> Problem details
Print the full listing once more, exactly as given.
━━━━━━
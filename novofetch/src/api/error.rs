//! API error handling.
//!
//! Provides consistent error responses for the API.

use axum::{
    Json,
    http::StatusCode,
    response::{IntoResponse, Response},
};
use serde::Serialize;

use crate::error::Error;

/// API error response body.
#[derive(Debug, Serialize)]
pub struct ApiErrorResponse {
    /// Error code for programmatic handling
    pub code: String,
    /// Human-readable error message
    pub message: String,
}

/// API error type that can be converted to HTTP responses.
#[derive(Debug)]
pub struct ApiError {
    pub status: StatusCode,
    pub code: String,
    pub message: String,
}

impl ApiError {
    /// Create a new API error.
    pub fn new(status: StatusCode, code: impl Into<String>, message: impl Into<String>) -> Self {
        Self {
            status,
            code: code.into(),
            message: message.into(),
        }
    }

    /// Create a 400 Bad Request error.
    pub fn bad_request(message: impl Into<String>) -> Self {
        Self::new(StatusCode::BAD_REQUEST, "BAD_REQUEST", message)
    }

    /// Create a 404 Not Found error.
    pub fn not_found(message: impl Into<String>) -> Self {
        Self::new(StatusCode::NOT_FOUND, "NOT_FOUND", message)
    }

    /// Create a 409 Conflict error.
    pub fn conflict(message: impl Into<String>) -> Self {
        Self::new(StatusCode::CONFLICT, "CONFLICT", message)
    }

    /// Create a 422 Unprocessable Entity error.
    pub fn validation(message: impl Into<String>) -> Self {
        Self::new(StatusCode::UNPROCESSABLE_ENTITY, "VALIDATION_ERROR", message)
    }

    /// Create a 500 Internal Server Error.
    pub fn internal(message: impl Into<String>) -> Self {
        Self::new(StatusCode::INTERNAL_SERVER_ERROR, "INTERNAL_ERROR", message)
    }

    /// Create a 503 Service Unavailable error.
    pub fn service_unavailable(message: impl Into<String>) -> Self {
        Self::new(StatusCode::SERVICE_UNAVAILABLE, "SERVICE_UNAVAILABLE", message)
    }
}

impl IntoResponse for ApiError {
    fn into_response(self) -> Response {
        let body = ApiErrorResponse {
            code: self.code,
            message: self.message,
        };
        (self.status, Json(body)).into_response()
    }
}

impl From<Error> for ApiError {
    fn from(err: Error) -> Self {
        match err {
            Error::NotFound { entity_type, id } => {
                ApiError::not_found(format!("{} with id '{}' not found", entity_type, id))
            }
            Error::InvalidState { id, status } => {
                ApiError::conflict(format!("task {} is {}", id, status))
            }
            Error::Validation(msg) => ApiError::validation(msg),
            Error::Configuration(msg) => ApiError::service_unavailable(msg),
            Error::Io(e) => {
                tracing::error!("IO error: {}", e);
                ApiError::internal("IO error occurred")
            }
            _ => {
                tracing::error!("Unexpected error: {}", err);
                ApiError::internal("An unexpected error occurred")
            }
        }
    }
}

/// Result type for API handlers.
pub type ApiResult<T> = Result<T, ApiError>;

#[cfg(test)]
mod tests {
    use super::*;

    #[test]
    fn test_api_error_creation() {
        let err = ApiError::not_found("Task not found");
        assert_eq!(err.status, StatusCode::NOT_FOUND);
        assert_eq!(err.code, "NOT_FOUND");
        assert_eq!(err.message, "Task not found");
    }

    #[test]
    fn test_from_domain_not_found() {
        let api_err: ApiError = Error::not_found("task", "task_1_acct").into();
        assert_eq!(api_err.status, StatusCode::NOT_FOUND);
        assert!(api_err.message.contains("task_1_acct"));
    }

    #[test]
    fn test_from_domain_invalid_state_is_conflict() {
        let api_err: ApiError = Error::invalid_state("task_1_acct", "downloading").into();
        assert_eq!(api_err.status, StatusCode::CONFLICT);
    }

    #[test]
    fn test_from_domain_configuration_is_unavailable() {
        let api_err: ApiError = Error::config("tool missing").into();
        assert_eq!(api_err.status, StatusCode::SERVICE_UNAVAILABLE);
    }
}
━━━━━━
> Exercise solution
filename novofetch/src/api/error.rs
//! API error handling.
//!
//! Provides consistent error responses for the API.

use axum::{
    Json,
    http::StatusCode,
    response::{IntoResponse, Response},
};
use serde::Serialize;

use crate::error::Error;

/// API error response body.
#[derive(Debug, Serialize)]
pub struct ApiErrorResponse {
    /// Error code for programmatic handling
    pub code: String,
    /// Human-readable error message
    pub message: String,
}

/// API error type that can be converted to HTTP responses.
#[derive(Debug)]
pub struct ApiError {
    pub status: StatusCode,
    pub code: String,
    pub message: String,
}

impl ApiError {
    /// Create a new API error.
    pub fn new(status: StatusCode, code: impl Into<String>, message: impl Into<String>) -> Self {
        Self {
            status,
            code: code.into(),
            message: message.into(),
        }
    }

    /// Create a 400 Bad Request error.
    pub fn bad_request(message: impl Into<String>) -> Self {
        Self::new(StatusCode::BAD_REQUEST, "BAD_REQUEST", message)
    }

    /// Create a 404 Not Found error.
    pub fn not_found(message: impl Into<String>) -> Self {
        Self::new(StatusCode::NOT_FOUND, "NOT_FOUND", message)
    }

    /// Create a 409 Conflict error.
    pub fn conflict(message: impl Into<String>) -> Self {
        Self::new(StatusCode::CONFLICT, "CONFLICT", message)
    }

    /// Create a 422 Unprocessable Entity error.
    pub fn validation(message: impl Into<String>) -> Self {
        Self::new(StatusCode::UNPROCESSABLE_ENTITY, "VALIDATION_ERROR", message)
    }

    /// Create a 500 Internal Server Error.
    pub fn internal(message: impl Into<String>) -> Self {
        Self::new(StatusCode::INTERNAL_SERVER_ERROR, "INTERNAL_ERROR", message)
    }

    /// Create a 503 Service Unavailable error.
    pub fn service_unavailable(message: impl Into<String>) -> Self {
        Self::new(StatusCode::SERVICE_UNAVAILABLE, "SERVICE_UNAVAILABLE", message)
    }
}

impl IntoResponse for ApiError {
    fn into_response(self) -> Response {
        let body = ApiErrorResponse {
            code: self.code,
            message: self.message,
        };
        (self.status, Json(body)).into_response()
    }
}

impl From<Error> for ApiError {
    fn from(err: Error) -> Self {
        match err {
            Error::NotFound { entity_type, id } => {
                ApiError::not_found(format!("{} with id '{}' not found", entity_type, id))
            }
            Error::InvalidState { id, status } => {
                ApiError::conflict(format!("task {} is {}", id, status))
            }
            Error::Validation(msg) => ApiError::validation(msg),
            Error::Configuration(msg) => ApiError::service_unavailable(msg),
            Error::Io(e) => {
                tracing::error!("IO error: {}", e);
                ApiError::internal("IO error occurred")
            }
            _ => {
                tracing::error!("Unexpected error: {}", err);
                ApiError::internal("An unexpected error occurred")
            }
        }
    }
}

/// Result type for API handlers.
pub type ApiResult<T> = Result<T, ApiError>;

#[cfg(test)]
mod tests {
    use super::*;

    #[test]
    fn test_api_error_creation() {
        let err = ApiError::not_found("Task not found");
        assert_eq!(err.status, StatusCode::NOT_FOUND);
        assert_eq!(err.code, "NOT_FOUND");
        assert_eq!(err.message, "Task not found");
    }

    #[test]
    fn test_from_domain_not_found() {
        let api_err: ApiError = Error::not_found("task", "task_1_acct").into();
        assert_eq!(api_err.status, StatusCode::NOT_FOUND);
        assert!(api_err.message.contains("task_1_acct"));
    }

    #[test]
    fn test_from_domain_invalid_state_is_conflict() {
        let api_err: ApiError = Error::invalid_state("task_1_acct", "downloading").into();
        assert_eq!(api_err.status, StatusCode::CONFLICT);
    }

    #[test]
    fn test_from_domain_configuration_is_unavailable() {
        let api_err: ApiError = Error::config("tool missing").into();
        assert_eq!(api_err.status, StatusCode::SERVICE_UNAVAILABLE);
    }
}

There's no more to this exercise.